[Source data]
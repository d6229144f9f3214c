use std::path::PathBuf;
use std::sync::Mutex;

use async_trait::async_trait;
use candle_core::{DType, Device, Module, Tensor, D};
use candle_nn::{conv1d, linear, Conv1d, Conv1dConfig, Linear, VarBuilder};

use speaker_domain::{AudioClip, DomainError, Embedding, EmbeddingPort};

use crate::fbank::MelFilterbank;

const FRAME_CHANNELS: [usize; 3] = [512, 512, 512];
const PRE_POOL_CHANNELS: usize = 1_500;

#[derive(Debug, Clone)]
pub struct TdnnAdapterConfig {
    pub model_path: String,
    pub embedding_dim: usize,
    pub n_mels: usize,
    pub n_fft: usize,
    pub hop_length: usize,
    pub win_length: usize,
}

/// Candle x-vector style speaker encoder: log-mel filterbank, a small TDNN
/// convolution stack, mean+std statistics pooling and a linear projection to
/// the embedding dimension. Weights come from a safetensors checkpoint and
/// are loaded lazily on first use; a missing or malformed checkpoint
/// surfaces as a model error, never a panic.
pub struct TdnnEmbeddingAdapter {
    config: TdnnAdapterConfig,
    device: Device,
    runtime: Mutex<Option<TdnnEncoder>>,
}

struct TdnnEncoder {
    frame_layers: Vec<Conv1d>,
    embedding: Linear,
}

impl TdnnEncoder {
    fn load(config: &TdnnAdapterConfig, device: &Device) -> Result<Self, DomainError> {
        let path = PathBuf::from(&config.model_path);
        let tensors = candle_core::safetensors::load(&path, device).map_err(|err| {
            DomainError::model(format!(
                "failed to load weights `{}`: {err}",
                path.display()
            ))
        })?;
        let vb = VarBuilder::from_tensors(tensors, DType::F32, device);

        let mut frame_layers = Vec::new();
        let mut in_channels = config.n_mels;
        for (index, &out_channels) in FRAME_CHANNELS.iter().enumerate() {
            let kernel = if index == 0 { 5 } else { 3 };
            let conv = conv1d(
                in_channels,
                out_channels,
                kernel,
                Conv1dConfig {
                    padding: kernel / 2,
                    ..Default::default()
                },
                vb.pp(format!("frame.{index}")),
            )
            .map_err(|err| DomainError::model(format!("frame layer {index}: {err}")))?;
            frame_layers.push(conv);
            in_channels = out_channels;
        }
        let pre_pool = conv1d(
            in_channels,
            PRE_POOL_CHANNELS,
            1,
            Conv1dConfig::default(),
            vb.pp("pre_pool"),
        )
        .map_err(|err| DomainError::model(format!("pre-pool layer: {err}")))?;
        frame_layers.push(pre_pool);

        let embedding = linear(
            2 * PRE_POOL_CHANNELS,
            config.embedding_dim,
            vb.pp("embedding"),
        )
        .map_err(|err| DomainError::model(format!("embedding layer: {err}")))?;

        Ok(Self {
            frame_layers,
            embedding,
        })
    }

    /// `features` is (1, n_mels, frames); the output is the embedding vector.
    fn forward(&self, features: &Tensor) -> Result<Vec<f32>, candle_core::Error> {
        let mut x = features.clone();
        for layer in &self.frame_layers {
            x = layer.forward(&x)?.relu()?;
        }

        // Statistics pooling over time: mean and standard deviation.
        let mean = x.mean(D::Minus1)?;
        let var = (x.sqr()?.mean(D::Minus1)? - mean.sqr()?)?.maximum(0.0)?;
        let std = var.affine(1.0, 1e-5)?.sqrt()?;
        let pooled = Tensor::cat(&[&mean, &std], D::Minus1)?;

        let projected = self.embedding.forward(&pooled)?;
        projected.squeeze(0)?.to_vec1::<f32>()
    }
}

impl TdnnEmbeddingAdapter {
    pub fn new(config: TdnnAdapterConfig) -> Self {
        Self {
            config,
            device: Device::Cpu,
            runtime: Mutex::new(None),
        }
    }

    fn extract_blocking(&self, clip: &AudioClip) -> Result<Embedding, DomainError> {
        let filterbank = MelFilterbank::new(
            self.config.n_fft,
            self.config.n_mels,
            clip.sample_rate_hz,
        );
        let (features, frames) = filterbank.log_mel(
            &clip.samples,
            self.config.n_fft,
            self.config.hop_length,
            self.config.win_length,
        );
        if frames == 0 {
            return Err(DomainError::model(format!(
                "clip too short for analysis: {} samples, window {}",
                clip.samples.len(),
                self.config.win_length
            )));
        }

        let mut runtime = self
            .runtime
            .lock()
            .map_err(|_| DomainError::internal("tdnn runtime lock poisoned"))?;
        if runtime.is_none() {
            tracing::info!(
                model_path = %self.config.model_path,
                embedding_dim = self.config.embedding_dim,
                "loading TDNN speaker encoder"
            );
            *runtime = Some(TdnnEncoder::load(&self.config, &self.device)?);
        }
        let encoder = runtime
            .as_ref()
            .ok_or_else(|| DomainError::internal("tdnn encoder unavailable"))?;

        let input = Tensor::from_vec(features, (1, self.config.n_mels, frames), &self.device)
            .map_err(|err| DomainError::model(format!("feature tensor: {err}")))?;
        let values = encoder
            .forward(&input)
            .map_err(|err| DomainError::model(format!("encoder forward pass: {err}")))?;
        Ok(Embedding(values))
    }
}

#[async_trait]
impl EmbeddingPort for TdnnEmbeddingAdapter {
    async fn extract(&self, clip: &AudioClip) -> Result<Embedding, DomainError> {
        self.extract_blocking(clip)
    }

    fn embedding_dim(&self) -> usize {
        self.config.embedding_dim
    }
}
[/Source data]
Tally the lines in the entries above that hold the word "AudioClip". Reply with nothing but that count.

3